Bu baş aşağı gidişin tecritle başladığını görüyoruz

Barış yolunun yeniden tesis edilmesi gerekiyor. İmralı görüşmelerinin kesilmesi ve tecrit ile birlikte bu baş aşağı gidişin başladığını görüyoruz. Nasıl ki orada tecrit katmerleşti, abluka ile birlikte avukat ve aile görüşleri engellendi ve nasıl ki İmralı’nın sesi kısıldı, işte herkesin sesi kısıldı. AKP şimdi kendisi dışında herkesin sesini kısıyor. Savaş politikalarını terk etmek lazım. Barış ve demokrasiye dair adımları hep birlikte buradan tesis etmek için mücadelemizi sürdürmemiz gerekiyor. 

Krizlerin nedeni savaş politikalarıdır

Ekonomik krizin de mülteci krizi, insanlık krizi, demokrasi krizi ve birçok krizin de nedeni savaş politikalarıdır.
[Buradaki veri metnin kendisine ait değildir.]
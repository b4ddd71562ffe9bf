//! User repository (数据库访问层)

use async_trait::async_trait;
use sqlx::Row;
use uuid::Uuid;

use super::postgres::{like_pattern, map_unique, PgTx};
use super::UserRepository;
use crate::{
    error::{AppError, Result},
    models::{page::PageRequest, user::*},
};

fn user_conflict(constraint: &str) -> AppError {
    if constraint.contains("email") {
        AppError::conflict("Email already exists")
    } else {
        AppError::conflict("Login already exists")
    }
}

#[async_trait]
impl UserRepository for PgTx {
    /// 根据 ID 查找用户
    async fn find_user(&mut self, id: Uuid) -> Result<Option<User>> {
        let user = sqlx::query_as::<_, User>("SELECT * FROM users WHERE id = $1")
            .bind(id)
            .fetch_optional(&mut *self.tx)
            .await?;

        Ok(user)
    }

    /// 根据登录名查找用户
    async fn find_user_by_login(&mut self, login: &str) -> Result<Option<User>> {
        let user = sqlx::query_as::<_, User>("SELECT * FROM users WHERE login = $1")
            .bind(login)
            .fetch_optional(&mut *self.tx)
            .await?;

        Ok(user)
    }

    /// 根据邮箱查找用户（不区分大小写）
    async fn find_user_by_email(&mut self, email: &str) -> Result<Option<User>> {
        let user = sqlx::query_as::<_, User>("SELECT * FROM users WHERE lower(email) = lower($1)")
            .bind(email)
            .fetch_optional(&mut *self.tx)
            .await?;

        Ok(user)
    }

    /// 分页列出用户
    async fn list_users(&mut self, page: &PageRequest) -> Result<(Vec<User>, i64)> {
        let pattern = like_pattern(page.search.as_deref());

        let filter = r#"
            $1::text IS NULL
            OR first_name ILIKE $1
            OR last_name ILIKE $1
            OR login ILIKE $1
            OR department ILIKE $1
        "#;

        let total: i64 = sqlx::query(&format!("SELECT COUNT(*) FROM users WHERE {}", filter))
            .bind(&pattern)
            .fetch_one(&mut *self.tx)
            .await?
            .get(0);

        let users = sqlx::query_as::<_, User>(&format!(
            "SELECT * FROM users WHERE {} ORDER BY last_name, first_name, login LIMIT $2 OFFSET $3",
            filter
        ))
        .bind(&pattern)
        .bind(page.limit())
        .bind(page.offset())
        .fetch_all(&mut *self.tx)
        .await?;

        Ok((users, total))
    }

    /// 创建用户
    async fn insert_user(&mut self, user: &NewUser) -> Result<User> {
        sqlx::query_as::<_, User>(
            r#"
            INSERT INTO users (
                login, email, password_hash, prefix, last_name, first_name,
                middle_name, suffix, department, division, comment, source
            )
            VALUES ($1, $2, $3, $4, $5, $6, $7, $8, $9, $10, $11, $12)
            RETURNING *
            "#,
        )
        .bind(&user.login)
        .bind(&user.email)
        .bind(&user.password_hash)
        .bind(&user.prefix)
        .bind(&user.last_name)
        .bind(&user.first_name)
        .bind(&user.middle_name)
        .bind(&user.suffix)
        .bind(&user.department)
        .bind(&user.division)
        .bind(&user.comment)
        .bind(&user.source)
        .fetch_one(&mut *self.tx)
        .await
        .map_err(|e| map_unique(e, user_conflict))
    }

    /// 更新用户
    async fn update_user(&mut self, id: Uuid, req: &UpdateUserRequest) -> Result<Option<User>> {
        sqlx::query_as::<_, User>(
            r#"
            UPDATE users
            SET
                email = COALESCE($2, email),
                prefix = COALESCE($3, prefix),
                last_name = COALESCE($4, last_name),
                first_name = COALESCE($5, first_name),
                middle_name = COALESCE($6, middle_name),
                suffix = COALESCE($7, suffix),
                department = COALESCE($8, department),
                division = COALESCE($9, division),
                comment = COALESCE($10, comment),
                updated_at = NOW()
            WHERE id = $1
            RETURNING *
            "#,
        )
        .bind(id)
        .bind(&req.email)
        .bind(&req.prefix)
        .bind(&req.last_name)
        .bind(&req.first_name)
        .bind(&req.middle_name)
        .bind(&req.suffix)
        .bind(&req.department)
        .bind(&req.division)
        .bind(&req.comment)
        .fetch_optional(&mut *self.tx)
        .await
        .map_err(|e| map_unique(e, user_conflict))
    }

    /// 删除用户
    async fn delete_user(&mut self, id: Uuid) -> Result<u64> {
        let result = sqlx::query("DELETE FROM users WHERE id = $1")
            .bind(id)
            .execute(&mut *self.tx)
            .await?;

        Ok(result.rows_affected())
    }
}
//! 组嵌套关系图
//!
//! 边 `parent -> child` 表示 child 组嵌套在 parent 组内。图必须始终保持无环，
//! 因此插入新边前需要做完整的可达性检查，而不仅仅检查一跳的反向边。

use std::collections::{HashMap, HashSet};
use uuid::Uuid;

use crate::models::group::GroupRelation;

/// 从边集构建的邻接表（正向与反向）
#[derive(Debug, Default, Clone)]
pub struct GroupGraph {
    children: HashMap<Uuid, Vec<Uuid>>,
    parents: HashMap<Uuid, Vec<Uuid>>,
}

impl GroupGraph {
    pub fn new() -> Self {
        Self::default()
    }

    /// 从 (parent, child) 边构建
    pub fn from_edges<I>(edges: I) -> Self
    where
        I: IntoIterator<Item = (Uuid, Uuid)>,
    {
        let mut graph = Self::new();
        for (parent, child) in edges {
            graph.add_edge(parent, child);
        }
        graph
    }

    pub fn from_relations(relations: &[GroupRelation]) -> Self {
        Self::from_edges(
            relations
                .iter()
                .map(|r| (r.parent_group_id, r.child_group_id)),
        )
    }

    pub fn add_edge(&mut self, parent: Uuid, child: Uuid) {
        self.children.entry(parent).or_default().push(child);
        self.parents.entry(child).or_default().push(parent);
    }

    pub fn contains_edge(&self, parent: Uuid, child: Uuid) -> bool {
        self.children
            .get(&parent)
            .is_some_and(|children| children.contains(&child))
    }

    /// 直接子组
    pub fn children_of(&self, id: Uuid) -> &[Uuid] {
        self.children.get(&id).map(Vec::as_slice).unwrap_or(&[])
    }

    /// 直接父组
    pub fn parents_of(&self, id: Uuid) -> &[Uuid] {
        self.parents.get(&id).map(Vec::as_slice).unwrap_or(&[])
    }

    /// 沿正向边是否能从 `from` 到达 `to`（迭代 DFS）
    pub fn reachable(&self, from: Uuid, to: Uuid) -> bool {
        if from == to {
            return true;
        }

        let mut visited = HashSet::new();
        let mut stack = vec![from];

        while let Some(node) = stack.pop() {
            if !visited.insert(node) {
                continue;
            }
            for &next in self.children_of(node) {
                if next == to {
                    return true;
                }
                stack.push(next);
            }
        }

        false
    }

    /// 插入 parent -> child 是否会形成环：当且仅当 parent 已可从 child 到达
    pub fn would_create_cycle(&self, parent: Uuid, child: Uuid) -> bool {
        self.reachable(child, parent)
    }

    /// 所有后代（不含自身）
    pub fn descendants(&self, id: Uuid) -> HashSet<Uuid> {
        Self::closure(id, |node| self.children_of(node))
    }

    /// 所有祖先（不含自身）
    pub fn ancestors(&self, id: Uuid) -> HashSet<Uuid> {
        Self::closure(id, |node| self.parents_of(node))
    }

    fn closure<'a, F>(start: Uuid, next: F) -> HashSet<Uuid>
    where
        F: Fn(Uuid) -> &'a [Uuid],
    {
        let mut seen = HashSet::new();
        let mut stack: Vec<Uuid> = next(start).to_vec();

        while let Some(node) = stack.pop() {
            if node == start || !seen.insert(node) {
                continue;
            }
            stack.extend_from_slice(next(node));
        }

        seen
    }

    /// 整图是否存在环（三色 DFS）
    pub fn has_cycle(&self) -> bool {
        #[derive(Clone, Copy, PartialEq)]
        enum Mark {
            Visiting,
            Done,
        }

        let mut marks: HashMap<Uuid, Mark> = HashMap::new();

        for &root in self.children.keys() {
            if marks.contains_key(&root) {
                continue;
            }

            // (节点, 下一个待访问子节点下标)
            let mut stack: Vec<(Uuid, usize)> = vec![(root, 0)];
            marks.insert(root, Mark::Visiting);

            while let Some((node, idx)) = stack.pop() {
                let children = self.children_of(node);
                if idx < children.len() {
                    stack.push((node, idx + 1));
                    let child = children[idx];
                    match marks.get(&child) {
                        Some(Mark::Visiting) => return true,
                        Some(Mark::Done) => {}
                        None => {
                            marks.insert(child, Mark::Visiting);
                            stack.push((child, 0));
                        }
                    }
                } else {
                    marks.insert(node, Mark::Done);
                }
            }
        }

        false
    }
}
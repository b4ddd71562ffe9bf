//! Pagination and search helpers shared by list endpoints

use serde::{Deserialize, Serialize};

use crate::config::MAX_PER_PAGE;

/// Raw list query as received from the client
#[derive(Debug, Clone, Default, Deserialize)]
pub struct ListQuery {
    pub page: Option<i64>,
    pub per_page: Option<i64>,
    pub search: Option<String>,
}

/// Normalized page request
#[derive(Debug, Clone, PartialEq, Eq)]
pub struct PageRequest {
    pub page: i64,
    pub per_page: i64,
    pub search: Option<String>,
}

impl PageRequest {
    pub fn new(page: i64, per_page: i64) -> Self {
        Self {
            page: page.max(1),
            per_page: per_page.clamp(1, MAX_PER_PAGE),
            search: None,
        }
    }

    pub fn with_search(mut self, search: Option<String>) -> Self {
        self.search = normalize_search(search);
        self
    }

    /// Build from a client query, falling back to `default_per_page`
    pub fn from_query(query: ListQuery, default_per_page: i64) -> Self {
        Self::new(
            query.page.unwrap_or(1),
            query.per_page.unwrap_or(default_per_page),
        )
        .with_search(query.search)
    }

    /// Saturates for out-of-range page numbers instead of overflowing
    pub fn offset(&self) -> i64 {
        (self.page - 1).saturating_mul(self.per_page)
    }

    pub fn limit(&self) -> i64 {
        self.per_page
    }
}

/// Trim a search string and drop it entirely when blank
pub fn normalize_search(search: Option<String>) -> Option<String> {
    search
        .map(|s| s.trim().to_string())
        .filter(|s| !s.is_empty())
}

/// Case-insensitive substring match used by the in-memory store
pub fn contains_ci(haystack: &str, needle: &str) -> bool {
    haystack.to_lowercase().contains(&needle.to_lowercase())
}

/// Page metadata
#[derive(Debug, Clone, Serialize, Deserialize, PartialEq, Eq)]
pub struct PageMeta {
    pub total: i64,
    pub page: i64,
    pub per_page: i64,
    pub total_pages: i64,
}

/// One page of results
#[derive(Debug, Clone, Serialize)]
pub struct Page<T> {
    pub data: Vec<T>,
    pub meta: PageMeta,
}

impl<T> Page<T> {
    pub fn new(data: Vec<T>, total: i64, request: &PageRequest) -> Self {
        let total_pages = if total == 0 {
            0
        } else {
            (total + request.per_page - 1) / request.per_page
        };

        Self {
            data,
            meta: PageMeta {
                total,
                page: request.page,
                per_page: request.per_page,
                total_pages,
            },
        }
    }

    pub fn map<U>(self, f: impl FnMut(T) -> U) -> Page<U> {
        Page {
            data: self.data.into_iter().map(f).collect(),
            meta: self.meta,
        }
    }
}

#[cfg(test)]
mod tests {
    use super::*;

    #[test]
    fn test_page_request_clamps() {
        let req = PageRequest::new(0, 1000);
        assert_eq!(req.page, 1);
        assert_eq!(req.per_page, MAX_PER_PAGE);
        assert_eq!(req.offset(), 0);

        let req = PageRequest::new(3, 5);
        assert_eq!(req.offset(), 10);
        assert_eq!(req.limit(), 5);
    }

    #[test]
    fn test_huge_page_offset_saturates() {
        let req = PageRequest::new(i64::MAX, MAX_PER_PAGE);
        assert_eq!(req.page, i64::MAX);
        assert_eq!(req.offset(), i64::MAX);

        let page = Page::<()>::new(vec![], 3, &req);
        assert_eq!(page.meta.total_pages, 1);
    }

    #[test]
    fn test_blank_search_is_dropped() {
        let req = PageRequest::new(1, 10).with_search(Some("   ".to_string()));
        assert_eq!(req.search, None);

        let req = PageRequest::new(1, 10).with_search(Some(" admin ".to_string()));
        assert_eq!(req.search.as_deref(), Some("admin"));
    }

    #[test]
    fn test_total_pages() {
        let req = PageRequest::new(1, 3);
        assert_eq!(Page::<()>::new(vec![], 0, &req).meta.total_pages, 0);
        assert_eq!(Page::<()>::new(vec![], 3, &req).meta.total_pages, 1);
        assert_eq!(Page::<()>::new(vec![], 10, &req).meta.total_pages, 4);
    }

    #[test]
    fn test_contains_ci() {
        assert!(contains_ci("Отдел разработки", "РАЗРАБ"));
        assert!(contains_ci("Engineering", "neer"));
        assert!(!contains_ci("Engineering", "sales"));
    }
}
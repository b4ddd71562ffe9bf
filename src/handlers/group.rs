//! 组与组关系的 HTTP 处理器

use axum::{
    extract::{Path, Query, State},
    http::StatusCode,
    response::IntoResponse,
    Json,
};
use serde_json::json;
use std::sync::Arc;
use uuid::Uuid;

use super::SearchQuery;
use crate::{
    error::AppError,
    middleware::AppState,
    models::{
        group::*,
        page::{ListQuery, PageRequest},
    },
    repository::Store,
};

// ==================== Groups ====================

/// 列出组（分页）
pub async fn list_groups<S: Store>(
    State(state): State<Arc<AppState<S>>>,
    Query(query): Query<ListQuery>,
) -> Result<impl IntoResponse, AppError> {
    let page = PageRequest::from_query(query, state.config.access.default_per_page);
    let groups = state.group_service.list_groups(&page).await?;

    Ok(Json(groups))
}

/// 创建组
pub async fn create_group<S: Store>(
    State(state): State<Arc<AppState<S>>>,
    Json(req): Json<CreateGroupRequest>,
) -> Result<impl IntoResponse, AppError> {
    let group = state.group_service.create_group(req).await?;

    Ok((StatusCode::CREATED, Json(group)))
}

/// 获取组及其成员
pub async fn get_group<S: Store>(
    State(state): State<Arc<AppState<S>>>,
    Path(id): Path<Uuid>,
) -> Result<impl IntoResponse, AppError> {
    let group = state.group_service.get_group(id).await?;

    Ok(Json(group))
}

/// 更新组
pub async fn update_group<S: Store>(
    State(state): State<Arc<AppState<S>>>,
    Path(id): Path<Uuid>,
    Json(req): Json<UpdateGroupRequest>,
) -> Result<impl IntoResponse, AppError> {
    let group = state.group_service.update_group(id, req).await?;

    Ok(Json(group))
}

/// 删除组（级联）
pub async fn delete_group<S: Store>(
    State(state): State<Arc<AppState<S>>>,
    Path(id): Path<Uuid>,
) -> Result<impl IntoResponse, AppError> {
    state.group_service.delete_group(id).await?;

    Ok(StatusCode::NO_CONTENT)
}

/// 组的直接成员
pub async fn list_members<S: Store>(
    State(state): State<Arc<AppState<S>>>,
    Path(id): Path<Uuid>,
) -> Result<impl IntoResponse, AppError> {
    let members = state.group_service.members_of(id).await?;

    Ok(Json(members))
}

// ==================== Memberships ====================

/// 将用户加入组
pub async fn add_member<S: Store>(
    State(state): State<Arc<AppState<S>>>,
    Path((id, user_id)): Path<(Uuid, Uuid)>,
) -> Result<impl IntoResponse, AppError> {
    let membership = state.group_service.add_membership(id, user_id).await?;

    Ok((StatusCode::CREATED, Json(membership)))
}

/// 将用户移出组
pub async fn remove_member<S: Store>(
    State(state): State<Arc<AppState<S>>>,
    Path((id, user_id)): Path<(Uuid, Uuid)>,
) -> Result<impl IntoResponse, AppError> {
    let removed = state.group_service.remove_membership(id, user_id).await?;

    Ok(Json(json!({ "removed": removed })))
}

// ==================== Relations ====================

/// 嵌套子组
pub async fn add_child<S: Store>(
    State(state): State<Arc<AppState<S>>>,
    Path((id, child_id)): Path<(Uuid, Uuid)>,
) -> Result<impl IntoResponse, AppError> {
    let relation = state.group_service.add_group_relation(id, child_id).await?;

    Ok((StatusCode::CREATED, Json(relation)))
}

/// 移除子组
pub async fn remove_child<S: Store>(
    State(state): State<Arc<AppState<S>>>,
    Path((id, child_id)): Path<(Uuid, Uuid)>,
) -> Result<impl IntoResponse, AppError> {
    let removed = state.group_service.remove_group_relation(id, child_id).await?;

    Ok(Json(json!({ "removed": removed })))
}

/// 排除自身及直接子组后的组列表
pub async fn list_excluding<S: Store>(
    State(state): State<Arc<AppState<S>>>,
    Path(id): Path<Uuid>,
    Query(query): Query<SearchQuery>,
) -> Result<impl IntoResponse, AppError> {
    let groups = state
        .group_service
        .descendants_excluding_ancestors_of(id, query.search)
        .await?;

    Ok(Json(groups))
}

/// 可嵌套为子组的候选组
pub async fn list_candidates<S: Store>(
    State(state): State<Arc<AppState<S>>>,
    Path(id): Path<Uuid>,
    Query(query): Query<SearchQuery>,
) -> Result<impl IntoResponse, AppError> {
    let groups = state
        .group_service
        .relation_candidates(id, query.search)
        .await?;

    Ok(Json(groups))
}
Yeni dönemde savaş tezkeresi yerine demokrasi paketi ile, insanların önüne çıkmamız lazım. 

Doğal müttefikimiz halktır, toplumsal kesimlerdir

Soru: CHP Genel Başkanı yerel seçimlerde hem HDP hem de İyi Parti ile ittifaka gidilebileceğini söylemişti.  

Biz şunu söylemiştik yerel seçimlere dair. Kayyum atanan bütün belediyelerimizi öncekinden daha güçlü bir şekilde halka teslim etmeyi hedefleyen ve az bir fark ile kaybettiğimiz belediyeleri nasıl kazanacağımıza yönelik perspektif ile hazırlanacağız. Doğru ittifaklar ve güçlü adaylarla yerel seçimlere hazırlanacağımızı ifade ettik. Tüm demokrasi güçleri ile yaptığımız bir dizi toplantıda şunu söyledik ve şu sonuca vardık. Yerel halkımız, örgütlerimiz, tüm demokrasi güçleri, temel olarak kadın örgütleri bizim doğal müttefiklerimiz ve ortaklarımızdır. Dolayısıyla yapacağımız tartışmalar sonucu, doğru adaylar ve doğru ittifaklarla yerel seçimlere yükleneceğimizi söylemek isterim.